The neural network is configured as shown in fig. 3, a voice information matrix is input into a convolutional layer and a pooling layer, low-dimensional features are extracted, space dimensions are reduced at the same time, and batch normalization (BN layer) is performed between layers to improve the generalization capability of the model. And then obtaining the weight ratio of each channel through a residual channel attention module. And finally, entering a full connection layer to identify the identity of the tested person.
The attention mechanism model may be expressed as:
Figure GDA0003495343710000091
where S represents the weight of each channel, δ () and σ () represent the ReLu and sigmoid activation functions, respectively, W1And W2The coefficients of the full connection layer in the residual channel attention model are H, W represents the number of rows and columns of the matrix, i and j represent the ith row and jth column respectively, and u is the direct input of the attention model.
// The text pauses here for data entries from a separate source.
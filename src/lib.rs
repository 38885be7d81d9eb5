pub mod app;
pub mod config;
pub mod error;
pub mod handlers;
pub mod request;
pub mod structured;
pub mod upstream;
impl UpstreamClient {
    pub fn new(http: reqwest::Client, settings: Arc<Settings>) -> Self {
        Self { http, settings }
    }

    pub fn model_id(&self) -> &str {
        &self.settings.model_id
    }

    /// Runs `max(1, n)` single-completion calls concurrently and merges them
    /// in issue order. Any failing call fails the whole request.
    pub async fn complete(
        &self,
        req: &CompletionRequest,
    ) -> Result<CompletionResult, UpstreamCallError> {
        let payload = build_payload(&self.settings.model_id, req, false);
        let target_n = req.n.max(1) as usize;
        tracing::debug!(target_n, model = %self.settings.model_id, "fanning out completion");

        let responses = gather_all(target_n, |_| self.call_once(&payload)).await;
        let responses = match responses {
            Ok(v) => v,
            Err(err) => {
                metrics::counter!("chatrelay_upstream_calls_total", "outcome" => "failed")
                    .increment(1);
                tracing::warn!(kind = ?err.kind, status = ?err.status, "upstream call failed: {}", err.message);
                return Err(err);
            }
        };
        metrics::counter!("chatrelay_upstream_calls_total", "outcome" => "ok")
            .increment(target_n as u64);
        tracing::debug!(responses = responses.len(), "merging upstream responses");
        Ok(CompletionResult::from_raw(merge_responses(responses)))
    }

    /// Opens a single streaming call and relays `delta.content` fragments.
    ///
    /// Fails before yielding anything if the upstream rejects the request.
    pub async fn stream(&self, req: &CompletionRequest) -> Result<FragmentStream, UpstreamCallError> {
        let payload = build_payload(&self.settings.model_id, req, true);
        let resp = self.send(&payload, None).await?;

        let (tx, rx) = mpsc::channel::<Result<Bytes, UpstreamCallError>>(STREAM_CHANNEL_CAPACITY);
        tokio::spawn(async move {
            relay_fragments(resp, tx).await;
        });
        Ok(ReceiverStream::new(rx))
    }

    async fn call_once(&self, payload: &Value) -> Result<Value, UpstreamCallError> {
        let timeout = Duration::from_millis(self.settings.request_timeout_ms);
        let resp = self.send(payload, Some(timeout)).await?;
        let status = resp.status();
        let text = resp.text().await.map_err(|err| {
            UpstreamCallError::new(UpstreamErrorKind::Network, Some(status), err.to_string())
        })?;
        serde_json::from_str(&text).map_err(|err| {
            UpstreamCallError::new(UpstreamErrorKind::Decode, Some(status), err.to_string())
        })
    }

    async fn send(
        &self,
        payload: &Value,
        timeout: Option<Duration>,
    ) -> Result<reqwest::Response, UpstreamCallError> {
        let url = join_url(&self.settings.dmr_base_url, CHAT_COMPLETIONS_PATH);
        let mut req = self
            .http
            .post(url)
            .bearer_auth(&self.settings.dmr_api_key)
            .json(payload);
        if let Some(timeout) = timeout {
            req = req.timeout(timeout);
        }
        let resp = req
            .send()
            .await
            .map_err(|err| UpstreamCallError::new(UpstreamErrorKind::Network, None, err.to_string()))?;
        let status = resp.status();
        if !status.is_success() {
            let text = resp.text().await.unwrap_or_default();
            return Err(UpstreamCallError::new(
                UpstreamErrorKind::Http,
                Some(status),
                format!("upstream status {}: {}", status, text),
            ));
        }
        Ok(resp)
    }
}

/// Launches `n` futures at once and waits for all of them.
///
/// Results come back in launch order. The first error is returned and the
/// remaining futures are dropped without their results being observed.
pub async fn gather_all<F, Fut, T, E>(n: usize, make: F) -> Result<Vec<T>, E>
where
    F: FnMut(usize) -> Fut,
    Fut: Future<Output = Result<T, E>>,
{
    try_join_all((0..n).map(make)).await
}

/// Upstream request body for one call. `n` is always 1.
pub fn build_payload(model: &str, req: &CompletionRequest, stream: bool) -> Value {
    let messages: Vec<Value> = req
        .messages
        .iter()
        .map(|m| json!({ "role": m.role, "content": m.content }))
        .collect();
    let mut payload = json!({
        "model": model,
        "messages": messages,
        "seed": req.seed,
        "temperature": req.temperature,
        "max_tokens": req.max_tokens,
        "top_p": req.top_p,
        "presence_penalty": req.presence_penalty,
        "frequency_penalty": req.frequency_penalty,
        "stop": req.stop,
        "n": 1,
        "stream": stream,
        "top_k": req.top_k,
        "min_p": req.min_p,
        "typical_p": req.typical_p,
        "tfs_z": req.tfs_z,
        "repeat_penalty": req.repeat_penalty,
        "repeat_last_n": req.repeat_last_n,
        "mirostat_mode": req.mirostat_mode,
        "mirostat_tau": req.mirostat_tau,
        "mirostat_eta": req.mirostat_eta,
    });
    if !stream {
        if let (Some(schema), Some(obj)) = (req.response_schema.as_ref(), payload.as_object_mut()) {
            obj.insert(
                "response_format".to_string(),
                json!({
                    "type": "json_schema",
                    "json_schema": {
                        "name": req.response_type,
                        "schema": schema,
                        "strict": true,
                    }
                }),
            );
        }
    }
    payload
}

/// Folds the per-call responses into one payload shaped like the first.
pub fn merge_responses(responses: Vec<Value>) -> Value {
    let mut iter = responses.into_iter();
    let Some(mut base) = iter.next() else {
        return json!({ "choices": [] });
    };
    let rest: Vec<Value> = iter.collect();
    if rest.is_empty() {
        return base;
    }

    let all = std::iter::once(&base).chain(rest.iter());
    let choices: Option<Vec<Value>> = all
        .map(|resp| resp.get("choices").and_then(|v| v.as_array()).cloned())
        .collect::<Option<Vec<Vec<Value>>>>()
        .map(|lists| lists.into_iter().flatten().collect());

    let all = std::iter::once(&base).chain(rest.iter());
    let usage = merge_usage(all.map(|resp| resp.get("usage")));

    if let Some(obj) = base.as_object_mut() {
        match choices {
            Some(choices) => {
                obj.insert("choices".to_string(), Value::Array(choices));
            }
            None => {
                obj.remove("choices");
            }
        }
        match usage {
            Some(usage) => {
                obj.insert("usage".to_string(), Value::Object(usage));
            }
            None => {
                obj.remove("usage");
            }
        }
    }
    base
}

/// Sums numeric usage counters over the union of keys.
///
/// Returns `None` unless every response carries a usage object. Non-numeric
/// fields are dropped.
pub fn merge_usage<'a, I>(usages: I) -> Option<Map<String, Value>>
where
    I: IntoIterator<Item = Option<&'a Value>>,
{
    let mut totals: Vec<(String, Sum)> = Vec::new();
    for usage in usages {
        let usage = usage?.as_object()?;
        for (key, value) in usage {
            let Value::Number(num) = value else { continue };
            match totals.iter_mut().find(|(k, _)| k == key) {
                Some((_, sum)) => sum.add(num),
                None => totals.push((key.clone(), Sum::from_number(num))),
            }
        }
    }
    Some(
        totals
            .into_iter()
            .filter_map(|(key, sum)| sum.into_value().map(|v| (key, v)))
            .collect(),
    )
}

#[derive(Debug, Clone, Copy)]
enum Sum {
    Int(i64),
    Float(f64),
}

impl Sum {
    fn from_number(num: &Number) -> Self {
        match num.as_i64() {
            Some(i) => Sum::Int(i),
            None => Sum::Float(num.as_f64().unwrap_or(0.0)),
        }
    }

    fn add(&mut self, num: &Number) {
        *self = match (*self, num.as_i64()) {
            (Sum::Int(acc), Some(i)) => match acc.checked_add(i) {
                Some(total) => Sum::Int(total),
                None => Sum::Float(acc as f64 + i as f64),
            },
            (Sum::Int(acc), None) => Sum::Float(acc as f64 + num.as_f64().unwrap_or(0.0)),
            (Sum::Float(acc), _) => Sum::Float(acc + num.as_f64().unwrap_or(0.0)),
        };
    }

    fn into_value(self) -> Option<Value> {
        match self {
            Sum::Int(i) => Some(Value::from(i)),
            Sum::Float(f) => Number::from_f64(f).map(Value::Number),
        }
    }
}
use crate::error::{AppError, AppResult};
use axum::http::StatusCode;

pub const DEFAULT_REQUEST_TIMEOUT_MS: u64 = 60_000;

/// Process-wide settings, read once at startup and shared read-only.
#[derive(Debug, Clone)]
pub struct Settings {
    pub dmr_base_url: String,
    pub dmr_api_key: String,
    pub model_id: String,
    /// Public-facing base URL the UI is served under, if any.
    pub api_base_url: Option<String>,
    pub listen: String,
    pub metrics_path: String,
    pub request_timeout_ms: u64,
}

impl Settings {
    pub fn from_env() -> AppResult<Self> {
        Self::from_lookup(|key| std::env::var(key).ok())
    }

    pub fn from_lookup<F>(lookup: F) -> AppResult<Self>
    where
        F: Fn(&str) -> Option<String>,
    {
        let get = |key: &str| lookup(key).filter(|v| !v.trim().is_empty());
        let require = |key: &str| {
            get(key).ok_or_else(|| {
                AppError::new(
                    StatusCode::INTERNAL_SERVER_ERROR,
                    "config_missing",
                    format!("missing required setting {key}"),
                )
                .with_param(key)
            })
        };

        let dmr_base_url = require("DMR_BASE_URL")?;
        let dmr_api_key = require("DMR_API_KEY")?;
        let model_id = require("MODEL_ID")?;
        let request_timeout_ms = match get("CHATRELAY_REQUEST_TIMEOUT_MS") {
            Some(raw) => raw
                .trim()
                .parse::<u64>()
                .ok()
                .filter(|v| *v > 0)
                .ok_or_else(|| {
                    AppError::new(
                        StatusCode::INTERNAL_SERVER_ERROR,
                        "config_invalid",
                        format!("CHATRELAY_REQUEST_TIMEOUT_MS must be a positive integer, got {raw:?}"),
                    )
                    .with_param("CHATRELAY_REQUEST_TIMEOUT_MS")
                })?,
            None => DEFAULT_REQUEST_TIMEOUT_MS,
        };

        Ok(Self {
            dmr_base_url: dmr_base_url.trim().to_string(),
            dmr_api_key,
            model_id,
            api_base_url: get("API_BASE_URL"),
            listen: get("CHATRELAY_LISTEN").unwrap_or_else(default_listen),
            metrics_path: get("CHATRELAY_METRICS_PATH").unwrap_or_else(default_metrics_path),
            request_timeout_ms,
        })
    }
}

fn default_listen() -> String {
    "0.0.0.0:8000".to_string()
}

fn default_metrics_path() -> String {
    "/metrics".to_string()
}
use axum::http::StatusCode;
use axum::response::{IntoResponse, Response};
use serde::Serialize;

#[derive(Debug, Clone)]
pub struct AppError {
    pub status: StatusCode,
    pub code: String,
    pub message: String,
    pub error_type: String,
    pub param: Option<String>,
}

impl AppError {
    pub fn new(status: StatusCode, code: impl Into<String>, message: impl Into<String>) -> Self {
        Self {
            status,
            code: code.into(),
            message: message.into(),
            error_type: "invalid_request_error".to_string(),
            param: None,
        }
    }

    pub fn invalid_request(message: impl Into<String>) -> Self {
        Self::new(StatusCode::BAD_REQUEST, "invalid_request", message)
    }

    /// Upstream misbehaved; always surfaced as a 502 to the caller.
    pub fn bad_gateway(code: impl Into<String>, message: impl Into<String>) -> Self {
        Self::new(StatusCode::BAD_GATEWAY, code, message).with_type("upstream_error")
    }

    pub fn with_type(mut self, error_type: impl Into<String>) -> Self {
        self.error_type = error_type.into();
        self
    }

    pub fn with_param(mut self, param: impl Into<String>) -> Self {
        self.param = Some(param.into());
        self
    }
}

#[derive(Debug, Serialize)]
struct ErrorEnvelope {
    error: ErrorBody,
}

#[derive(Debug, Serialize)]
struct ErrorBody {
    message: String,
    #[serde(rename = "type")]
    error_type: String,
    param: Option<String>,
    code: String,
}

impl IntoResponse for AppError {
    fn into_response(self) -> Response {
        let body = ErrorEnvelope {
            error: ErrorBody {
                message: self.message,
                error_type: self.error_type,
                param: self.param,
                code: self.code,
            },
        };
        (self.status, axum::Json(body)).into_response()
    }
}

pub type AppResult<T> = Result<T, AppError>;
use chatrelay::error::AppError;

#[tokio::main]
async fn main() {
    dotenv::dotenv().ok();
    tracing_subscriber::fmt()
        .with_env_filter(
            tracing_subscriber::EnvFilter::try_from_default_env()
                .unwrap_or_else(|_| tracing_subscriber::EnvFilter::new("info,chatrelay=debug")),
        )
        .json()
        .init();

    if let Err(err) = run().await {
        tracing::error!(code = %err.code, param = ?err.param, "startup failed: {}", err.message);
        std::process::exit(1);
    }
}

async fn run() -> Result<(), AppError> {
    let state = chatrelay::app::load_state()?;
    let app = chatrelay::app::build_app(state.clone());
    let addr: std::net::SocketAddr =
        state
            .settings
            .listen
            .parse()
            .map_err(|err: std::net::AddrParseError| {
                AppError::new(
                    axum::http::StatusCode::INTERNAL_SERVER_ERROR,
                    "listen_invalid",
                    err.to_string(),
                )
            })?;
    let listener = tokio::net::TcpListener::bind(addr).await.map_err(|err| {
        AppError::new(
            axum::http::StatusCode::INTERNAL_SERVER_ERROR,
            "listen_failed",
            err.to_string(),
        )
    })?;
    tracing::info!(
        model = %state.settings.model_id,
        upstream = %state.settings.dmr_base_url,
        public_url = ?state.settings.api_base_url,
        "listening on {}",
        addr
    );
    axum::serve(listener, app).await.map_err(|err| {
        AppError::new(
            axum::http::StatusCode::INTERNAL_SERVER_ERROR,
            "serve_failed",
            err.to_string(),
        )
    })?;
    Ok(())
}
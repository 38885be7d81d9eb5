use crate::error::{AppError, AppResult};
use crate::structured::StructuredKind;
use serde::{Deserialize, Serialize};
use serde_json::Value;

#[derive(Debug, Clone, Copy, PartialEq, Eq, Serialize, Deserialize)]
#[serde(rename_all = "snake_case")]
pub enum Role {
    System,
    User,
    Assistant,
}

#[derive(Debug, Clone, PartialEq, Serialize, Deserialize)]
pub struct ChatMessage {
    pub role: Role,
    pub content: String,
}

impl ChatMessage {
    pub fn new(role: Role, content: impl Into<String>) -> Self {
        Self {
            role,
            content: content.into(),
        }
    }
}

/// A chat completion request as accepted from the UI.
///
/// Decoding parameters mirror the llama.cpp knobs exposed by Docker Model
/// Runner; every field has a default so the UI may send only `messages`.
#[derive(Debug, Clone, Serialize, Deserialize)]
pub struct CompletionRequest {
    pub messages: Vec<ChatMessage>,
    #[serde(default)]
    pub response_type: Option<String>,
    #[serde(default)]
    pub response_schema: Option<Value>,
    #[serde(default)]
    pub seed: Option<i64>,
    #[serde(default = "default_temperature")]
    pub temperature: f64,
    #[serde(default = "default_max_tokens")]
    pub max_tokens: u32,
    #[serde(default = "default_top_p")]
    pub top_p: f64,
    #[serde(default)]
    pub presence_penalty: f64,
    #[serde(default)]
    pub frequency_penalty: f64,
    #[serde(default)]
    pub stop: Option<Vec<String>>,
    #[serde(default = "default_n")]
    pub n: u32,
    #[serde(default)]
    pub stream: bool,
    #[serde(default = "default_top_k")]
    pub top_k: i64,
    #[serde(default = "default_min_p")]
    pub min_p: f64,
    #[serde(default = "default_one")]
    pub typical_p: f64,
    #[serde(default = "default_one", alias = "tail_free_sampling")]
    pub tfs_z: f64,
    #[serde(default = "default_one")]
    pub repeat_penalty: f64,
    #[serde(default = "default_repeat_last_n")]
    pub repeat_last_n: i64,
    #[serde(default)]
    pub mirostat_mode: u8,
    #[serde(default = "default_mirostat_tau")]
    pub mirostat_tau: f64,
    #[serde(default = "default_mirostat_eta")]
    pub mirostat_eta: f64,
}

pub const MAX_COMPLETIONS: u32 = 10;

impl CompletionRequest {
    /// Decodes a raw JSON body, reporting serde failures as invalid requests.
    pub fn from_value(body: Value) -> AppResult<Self> {
        serde_json::from_value(body).map_err(|err| AppError::invalid_request(err.to_string()))
    }

    pub fn validate(&self) -> AppResult<()> {
        check_range("temperature", self.temperature, 0.0, 2.0)?;
        check_range("top_p", self.top_p, 0.0, 1.0)?;
        check_range("presence_penalty", self.presence_penalty, -2.0, 2.0)?;
        check_range("frequency_penalty", self.frequency_penalty, -2.0, 2.0)?;
        check_range("min_p", self.min_p, 0.0, 1.0)?;
        check_range("typical_p", self.typical_p, 0.0, 1.0)?;
        check_range("tfs_z", self.tfs_z, 0.0, 1.0)?;
        check_min("repeat_penalty", self.repeat_penalty, 0.0)?;
        check_min("mirostat_tau", self.mirostat_tau, 0.0)?;
        check_min("mirostat_eta", self.mirostat_eta, 0.0)?;

        if !(32..=2048).contains(&self.max_tokens) {
            return Err(out_of_range("max_tokens", "between 32 and 2048"));
        }
        if !(1..=MAX_COMPLETIONS).contains(&self.n) {
            return Err(out_of_range("n", "between 1 and 10"));
        }
        if self.top_k < 0 {
            return Err(out_of_range("top_k", "at least 0"));
        }
        if self.repeat_last_n < -1 {
            return Err(out_of_range("repeat_last_n", "at least -1"));
        }
        if self.mirostat_mode > 2 {
            return Err(out_of_range("mirostat_mode", "between 0 and 2"));
        }

        if self.response_schema.is_some() {
            let registered = self
                .response_type
                .as_deref()
                .is_some_and(|name| StructuredKind::from_name(name).is_some());
            if !registered {
                return Err(AppError::invalid_request(
                    "response_schema requires a registered response_type",
                )
                .with_param("response_schema"));
            }
        }
        Ok(())
    }

    /// Copy with structured-output fields removed.
    pub fn without_structured_output(&self) -> Self {
        Self {
            response_type: None,
            response_schema: None,
            ..self.clone()
        }
    }
}

fn check_range(field: &str, value: f64, min: f64, max: f64) -> AppResult<()> {
    if value.is_finite() && value >= min && value <= max {
        Ok(())
    } else {
        Err(out_of_range(field, &format!("between {min} and {max}")))
    }
}

fn check_min(field: &str, value: f64, min: f64) -> AppResult<()> {
    if value.is_finite() && value >= min {
        Ok(())
    } else {
        Err(out_of_range(field, &format!("at least {min}")))
    }
}

fn out_of_range(field: &str, expected: &str) -> AppError {
    AppError::invalid_request(format!("{field} must be {expected}")).with_param(field)
}

fn default_temperature() -> f64 {
    0.8
}

fn default_max_tokens() -> u32 {
    512
}

fn default_top_p() -> f64 {
    0.95
}

fn default_n() -> u32 {
    1
}

fn default_top_k() -> i64 {
    40
}

fn default_min_p() -> f64 {
    0.05
}

fn default_one() -> f64 {
    1.0
}

fn default_repeat_last_n() -> i64 {
    64
}

fn default_mirostat_tau() -> f64 {
    5.0
}

fn default_mirostat_eta() -> f64 {
    0.1
}

#[cfg(test)]
mod tests {
    use super::*;
    use serde_json::json;

    fn parse(body: Value) -> CompletionRequest {
        CompletionRequest::from_value(body).expect("request should decode")
    }

    #[test]
    fn defaults_fill_unspecified_fields() {
        let req = parse(json!({"messages": [{"role": "user", "content": "Hi"}]}));
        assert_eq!(req.n, 1);
        assert_eq!(req.max_tokens, 512);
        assert_eq!(req.top_k, 40);
        assert_eq!(req.repeat_last_n, 64);
        assert!(!req.stream);
        assert!(req.stop.is_none());
        assert!(req.validate().is_ok());
    }

    #[test]
    fn tail_free_sampling_is_accepted_as_alias() {
        let req = parse(json!({
            "messages": [],
            "tail_free_sampling": 0.5
        }));
        assert_eq!(req.tfs_z, 0.5);
    }

    #[test]
    fn unknown_role_fails_to_decode() {
        let err = CompletionRequest::from_value(json!({
            "messages": [{"role": "tool", "content": "x"}]
        }))
        .unwrap_err();
        assert_eq!(err.code, "invalid_request");
    }

    #[test]
    fn out_of_range_values_are_rejected_not_clamped() {
        let cases = [
            json!({"messages": [], "temperature": 2.5}),
            json!({"messages": [], "n": 0}),
            json!({"messages": [], "n": 11}),
            json!({"messages": [], "max_tokens": 16}),
            json!({"messages": [], "presence_penalty": -3.0}),
            json!({"messages": [], "repeat_last_n": -2}),
            json!({"messages": [], "mirostat_mode": 3}),
        ];
        let params = [
            "temperature",
            "n",
            "n",
            "max_tokens",
            "presence_penalty",
            "repeat_last_n",
            "mirostat_mode",
        ];
        for (body, param) in cases.into_iter().zip(params) {
            let err = parse(body).validate().unwrap_err();
            assert_eq!(err.param.as_deref(), Some(param));
        }
    }

    #[test]
    fn schema_without_registered_type_is_rejected() {
        let req = parse(json!({
            "messages": [],
            "response_type": "haiku",
            "response_schema": {"type": "object"}
        }));
        let err = req.validate().unwrap_err();
        assert_eq!(err.param.as_deref(), Some("response_schema"));

        let req = parse(json!({
            "messages": [],
            "response_type": "recipe",
            "response_schema": {"type": "object"}
        }));
        assert!(req.validate().is_ok());
    }

    #[test]
    fn without_structured_output_keeps_decoding_parameters() {
        let req = parse(json!({
            "messages": [{"role": "user", "content": "Hi"}],
            "response_type": "recipe",
            "response_schema": {"type": "object"},
            "temperature": 0.3
        }));
        let clean = req.without_structured_output();
        assert!(clean.response_type.is_none());
        assert!(clean.response_schema.is_none());
        assert_eq!(clean.temperature, 0.3);
        assert_eq!(clean.messages, req.messages);
    }
}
Different from the prior art that the characteristics of the traditional MFCC are extracted from signals and used as the input of a deep neural network, the deep learning voiceprint recognition technology based on the multi-channel wavelet decomposition common noise reduction respectively enhances effective signals through multi-channel spatial filtering, and the difference of decomposition of different signals caused by selecting different basic wavelets in wavelet transformation is solved by using empirical wavelet transformation. The influence of local noise on the global characteristic coefficient is reduced by solving the cepstrum coefficient of different modes, and the robustness of the cepstrum characteristic in noise is greatly improved.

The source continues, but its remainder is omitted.